[[ EXERCISE INPUT open ]]

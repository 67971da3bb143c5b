//! Citizen report service
//!
//! Every report write and the notifications it triggers share one
//! transaction: a report is never stored without its notifications.

use serde::Deserialize;
use sqlx::{PgConnection, PgPool};
use uuid::Uuid;
use validator::Validate;

use shared::models::{Report, StatusChange};
use shared::types::{ReportStatus, Role};
use shared::validation::validate_coordinates;

use crate::error::{AppError, AppResult};
use crate::services::notifications::{
    insert_notifications, report_created_notifications, status_changed_notification,
};

const REPORT_SELECT: &str = r#"
    SELECT r.id, r.user_id, u.email AS user_email, r.name, r.contact, r.description,
           r.latitude, r.longitude, r.image, r.status, r.date_created, r.updated_at
    FROM reports r
    JOIN users u ON u.id = r.user_id
"#;

/// Report service
#[derive(Clone)]
pub struct ReportService {
    db: PgPool,
}

/// Input for submitting a report
#[derive(Debug, Deserialize, Validate)]
pub struct CreateReportInput {
    #[validate(length(min = 1, max = 255, message = "Name is required"))]
    pub name: String,
    #[validate(length(min = 1, max = 50, message = "Contact is required"))]
    pub contact: String,
    #[validate(length(min = 1, message = "Description is required"))]
    pub description: String,
    pub latitude: f64,
    pub longitude: f64,
    #[validate(length(max = 500))]
    pub image: Option<String>,
}

/// Admin edit of a report; a present `status` notifies the owner
#[derive(Debug, Default, Deserialize, Validate)]
pub struct UpdateReportInput {
    #[validate(length(min = 1, max = 255, message = "Name cannot be empty"))]
    pub name: Option<String>,
    #[validate(length(min = 1, max = 50, message = "Contact cannot be empty"))]
    pub contact: Option<String>,
    #[validate(length(min = 1, message = "Description cannot be empty"))]
    pub description: Option<String>,
    pub latitude: Option<f64>,
    pub longitude: Option<f64>,
    #[validate(length(max = 500))]
    pub image: Option<String>,
    pub status: Option<String>,
}

/// Body of a status patch
#[derive(Debug, Deserialize)]
pub struct StatusUpdateInput {
    pub status: String,
}

impl ReportService {
    /// Create a new ReportService instance
    pub fn new(db: PgPool) -> Self {
        Self { db }
    }

    /// Submit a report and notify every active admin
    pub async fn create_report(&self, user_id: Uuid, input: CreateReportInput) -> AppResult<Report> {
        input.validate()?;
        validate_coordinates(input.latitude, input.longitude)
            .map_err(|m| AppError::validation("latitude", m))?;

        let mut tx = self.db.begin().await?;

        let report_id = sqlx::query_scalar::<_, Uuid>(
            r#"
            INSERT INTO reports (user_id, name, contact, description, latitude, longitude, image, status)
            VALUES ($1, $2, $3, $4, $5, $6, $7, $8)
            RETURNING id
            "#,
        )
        .bind(user_id)
        .bind(input.name.trim())
        .bind(input.contact.trim())
        .bind(&input.description)
        .bind(input.latitude)
        .bind(input.longitude)
        .bind(&input.image)
        .bind(ReportStatus::Pending.as_str())
        .fetch_one(&mut *tx)
        .await?;

        let report = fetch_report(&mut tx, report_id).await?;

        let admin_ids = sqlx::query_scalar::<_, Uuid>(
            "SELECT id FROM users WHERE role = $1 AND is_active = true ORDER BY created_at",
        )
        .bind(Role::Admin.as_str())
        .fetch_all(&mut *tx)
        .await?;

        if admin_ids.is_empty() {
            tracing::warn!(%report_id, "No active admin to notify about new report");
        }

        insert_notifications(&mut tx, &report_created_notifications(&report, &admin_ids)).await?;
        tx.commit().await?;

        tracing::info!(%report_id, %user_id, admins = admin_ids.len(), "Report submitted");
        Ok(report)
    }

    /// All reports, newest first
    pub async fn list_reports(&self) -> AppResult<Vec<Report>> {
        let reports = sqlx::query_as::<_, Report>(&format!(
            "{REPORT_SELECT} ORDER BY r.date_created DESC"
        ))
        .fetch_all(&self.db)
        .await?;

        Ok(reports)
    }

    /// Reports submitted by one user, newest first
    pub async fn list_user_reports(&self, user_id: Uuid) -> AppResult<Vec<Report>> {
        let reports = sqlx::query_as::<_, Report>(&format!(
            "{REPORT_SELECT} WHERE r.user_id = $1 ORDER BY r.date_created DESC"
        ))
        .bind(user_id)
        .fetch_all(&self.db)
        .await?;

        Ok(reports)
    }

    /// Edit a report; omitted fields keep their value
    pub async fn update_report(&self, report_id: Uuid, input: UpdateReportInput) -> AppResult<Report> {
        input.validate()?;
        let status = input.status.as_deref().map(parse_status).transpose()?;

        let mut tx = self.db.begin().await?;
        let existing = fetch_report(&mut tx, report_id).await?;

        let latitude = input.latitude.unwrap_or(existing.latitude);
        let longitude = input.longitude.unwrap_or(existing.longitude);
        validate_coordinates(latitude, longitude)
            .map_err(|m| AppError::validation("latitude", m))?;

        sqlx::query(
            r#"
            UPDATE reports
            SET name = $1, contact = $2, description = $3, latitude = $4, longitude = $5,
                image = $6, status = $7, updated_at = NOW()
            WHERE id = $8
            "#,
        )
        .bind(input.name.as_deref().map(str::trim).unwrap_or(&existing.name))
        .bind(input.contact.as_deref().map(str::trim).unwrap_or(&existing.contact))
        .bind(input.description.as_deref().unwrap_or(&existing.description))
        .bind(latitude)
        .bind(longitude)
        .bind(input.image.as_ref().or(existing.image.as_ref()))
        .bind(status.unwrap_or(existing.status).as_str())
        .bind(report_id)
        .execute(&mut *tx)
        .await?;

        let report = fetch_report(&mut tx, report_id).await?;
        if status.is_some() {
            insert_notifications(&mut tx, &[status_changed_notification(&report)]).await?;
        }
        tx.commit().await?;

        Ok(report)
    }

    /// Set a report's status and notify its owner
    pub async fn update_status(&self, report_id: Uuid, status: &str) -> AppResult<StatusChange> {
        let status = parse_status(status)?;

        let mut tx = self.db.begin().await?;

        let updated = sqlx::query("UPDATE reports SET status = $1, updated_at = NOW() WHERE id = $2")
            .bind(status.as_str())
            .bind(report_id)
            .execute(&mut *tx)
            .await?
            .rows_affected();

        if updated == 0 {
            return Err(AppError::NotFound("Report".to_string()));
        }

        let report = fetch_report(&mut tx, report_id).await?;
        insert_notifications(&mut tx, &[status_changed_notification(&report)]).await?;
        tx.commit().await?;

        tracing::info!(%report_id, %status, "Report status updated");
        Ok(StatusChange {
            message: "Status updated successfully.".to_string(),
            status,
        })
    }
}

async fn fetch_report(conn: &mut PgConnection, report_id: Uuid) -> AppResult<Report> {
    sqlx::query_as::<_, Report>(&format!("{REPORT_SELECT} WHERE r.id = $1"))
        .bind(report_id)
        .fetch_optional(&mut *conn)
        .await?
        .ok_or_else(|| AppError::NotFound("Report".to_string()))
}

/// Parse a client-supplied status, rejecting anything outside the workflow
pub fn parse_status(raw: &str) -> AppResult<ReportStatus> {
    raw.parse::<ReportStatus>()
        .map_err(|_| AppError::validation("status", "Invalid status value."))
}

#[cfg(test)]
mod tests {
    use super::*;
    use crate::services::notifications::{REPORT_CREATED_TITLE, STATUS_UPDATED_TITLE};

    async fn add_user(pool: &PgPool, email: &str, role: Role, is_active: bool) -> Uuid {
        sqlx::query_scalar::<_, Uuid>(
            "INSERT INTO users (email, password_hash, role, first_name, is_active) \
             VALUES ($1, 'not-a-real-hash', $2, 'Test', $3) RETURNING id",
        )
        .bind(email)
        .bind(role.as_str())
        .bind(is_active)
        .fetch_one(pool)
        .await
        .unwrap()
    }

    fn flood_report() -> CreateReportInput {
        CreateReportInput {
            name: "Juan Dela Cruz".to_string(),
            contact: "09171234567".to_string(),
            description: "Flooded road near the market".to_string(),
            latitude: 7.86,
            longitude: 125.06,
            image: None,
        }
    }

    /// (recipient, title) of every notification about a report
    async fn notifications_for(pool: &PgPool, report_id: Uuid) -> Vec<(Uuid, String)> {
        sqlx::query_as::<_, (Uuid, String)>(
            "SELECT user_id, title FROM notifications WHERE report_id = $1 ORDER BY created_at, user_id",
        )
        .bind(report_id)
        .fetch_all(pool)
        .await
        .unwrap()
    }

    #[sqlx::test(migrations = "./migrations")]
    async fn test_new_report_notifies_each_active_admin(pool: PgPool) {
        let first_admin = add_user(&pool, "admin1@example.com", Role::Admin, true).await;
        let second_admin = add_user(&pool, "admin2@example.com", Role::Admin, true).await;
        add_user(&pool, "retired@example.com", Role::Admin, false).await;
        let citizen = add_user(&pool, "juan@example.com", Role::User, true).await;

        let report = ReportService::new(pool.clone())
            .create_report(citizen, flood_report())
            .await
            .unwrap();

        assert_eq!(report.status, ReportStatus::Pending);
        assert_eq!(report.user_email, "juan@example.com");

        let notifications = notifications_for(&pool, report.id).await;
        assert_eq!(notifications.len(), 2);
        let mut recipients: Vec<Uuid> = notifications.iter().map(|(user, _)| *user).collect();
        recipients.sort();
        let mut admins = vec![first_admin, second_admin];
        admins.sort();
        assert_eq!(recipients, admins);
        assert!(notifications
            .iter()
            .all(|(_, title)| title == REPORT_CREATED_TITLE));
    }

    #[sqlx::test(migrations = "./migrations")]
    async fn test_report_without_admins_is_still_stored(pool: PgPool) {
        let citizen = add_user(&pool, "juan@example.com", Role::User, true).await;
        let service = ReportService::new(pool.clone());

        let report = service.create_report(citizen, flood_report()).await.unwrap();

        assert!(notifications_for(&pool, report.id).await.is_empty());
        assert_eq!(service.list_user_reports(citizen).await.unwrap().len(), 1);
    }

    #[sqlx::test(migrations = "./migrations")]
    async fn test_status_change_notifies_owner_once(pool: PgPool) {
        add_user(&pool, "admin@example.com", Role::Admin, true).await;
        let citizen = add_user(&pool, "juan@example.com", Role::User, true).await;
        let service = ReportService::new(pool.clone());
        let report = service.create_report(citizen, flood_report()).await.unwrap();

        let change = service.update_status(report.id, "In Progress").await.unwrap();
        assert_eq!(change.status, ReportStatus::InProgress);

        let owner_notifications: Vec<_> = notifications_for(&pool, report.id)
            .await
            .into_iter()
            .filter(|(user, _)| *user == citizen)
            .collect();
        assert_eq!(owner_notifications.len(), 1);
        assert_eq!(owner_notifications[0].1, STATUS_UPDATED_TITLE);

        let stored = service.list_user_reports(citizen).await.unwrap();
        assert_eq!(stored[0].status, ReportStatus::InProgress);
    }

    #[sqlx::test(migrations = "./migrations")]
    async fn test_edit_notifies_owner_only_when_status_given(pool: PgPool) {
        let citizen = add_user(&pool, "juan@example.com", Role::User, true).await;
        let service = ReportService::new(pool.clone());
        let report = service.create_report(citizen, flood_report()).await.unwrap();

        let edited = service
            .update_report(
                report.id,
                UpdateReportInput {
                    description: Some("Flooded road, knee deep".to_string()),
                    ..Default::default()
                },
            )
            .await
            .unwrap();
        assert_eq!(edited.description, "Flooded road, knee deep");
        assert!(notifications_for(&pool, report.id).await.is_empty());

        service
            .update_report(
                report.id,
                UpdateReportInput {
                    status: Some("Resolved".to_string()),
                    ..Default::default()
                },
            )
            .await
            .unwrap();
        assert_eq!(
            notifications_for(&pool, report.id).await,
            vec![(citizen, STATUS_UPDATED_TITLE.to_string())]
        );
    }

    #[sqlx::test(migrations = "./migrations")]
    async fn test_status_change_on_unknown_report_writes_nothing(pool: PgPool) {
        let result = ReportService::new(pool.clone())
            .update_status(Uuid::new_v4(), "Resolved")
            .await;
        assert!(matches!(result, Err(AppError::NotFound(_))));

        let total = sqlx::query_scalar::<_, i64>("SELECT COUNT(*) FROM notifications")
            .fetch_one(&pool)
            .await
            .unwrap();
        assert_eq!(total, 0);
    }

    #[test]
    fn test_parse_known_statuses() {
        assert_eq!(parse_status("Pending").unwrap(), ReportStatus::Pending);
        assert_eq!(parse_status("In Progress").unwrap(), ReportStatus::InProgress);
        assert_eq!(parse_status("Resolved").unwrap(), ReportStatus::Resolved);
    }

    #[test]
    fn test_unknown_status_is_validation_error() {
        match parse_status("Closed") {
            Err(AppError::Validation { field, message }) => {
                assert_eq!(field, "status");
                assert_eq!(message, "Invalid status value.");
            }
            other => panic!("unexpected result: {other:?}"),
        }
    }

    #[test]
    fn test_create_input_requires_description() {
        let input = CreateReportInput {
            name: "Juan Dela Cruz".to_string(),
            contact: "09171234567".to_string(),
            description: String::new(),
            latitude: 7.86,
            longitude: 125.06,
            image: None,
        };
        assert!(input.validate().is_err());
    }
}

[[ EXERCISE INPUT closed ]]

Please output exactly the lines between the one holding "let notifications = notifications_for(&pool, report.id).await;" and the one holding "assert_eq!(owner_notifications[0].1, STATUS_UPDATED_TITLE);" in the records above, inclusive, and nothing more.

_EXERCISE RESULT_
        let notifications = notifications_for(&pool, report.id).await;
        assert_eq!(notifications.len(), 2);
        let mut recipients: Vec<Uuid> = notifications.iter().map(|(user, _)| *user).collect();
        recipients.sort();
        let mut admins = vec![first_admin, second_admin];
        admins.sort();
        assert_eq!(recipients, admins);
        assert!(notifications
            .iter()
            .all(|(_, title)| title == REPORT_CREATED_TITLE));
    }

    #[sqlx::test(migrations = "./migrations")]
    async fn test_report_without_admins_is_still_stored(pool: PgPool) {
        let citizen = add_user(&pool, "juan@example.com", Role::User, true).await;
        let service = ReportService::new(pool.clone());

        let report = service.create_report(citizen, flood_report()).await.unwrap();

        assert!(notifications_for(&pool, report.id).await.is_empty());
        assert_eq!(service.list_user_reports(citizen).await.unwrap().len(), 1);
    }

    #[sqlx::test(migrations = "./migrations")]
    async fn test_status_change_notifies_owner_once(pool: PgPool) {
        add_user(&pool, "admin@example.com", Role::Admin, true).await;
        let citizen = add_user(&pool, "juan@example.com", Role::User, true).await;
        let service = ReportService::new(pool.clone());
        let report = service.create_report(citizen, flood_report()).await.unwrap();

        let change = service.update_status(report.id, "In Progress").await.unwrap();
        assert_eq!(change.status, ReportStatus::InProgress);

        let owner_notifications: Vec<_> = notifications_for(&pool, report.id)
            .await
            .into_iter()
            .filter(|(user, _)| *user == citizen)
            .collect();
        assert_eq!(owner_notifications.len(), 1);
        assert_eq!(owner_notifications[0].1, STATUS_UPDATED_TITLE);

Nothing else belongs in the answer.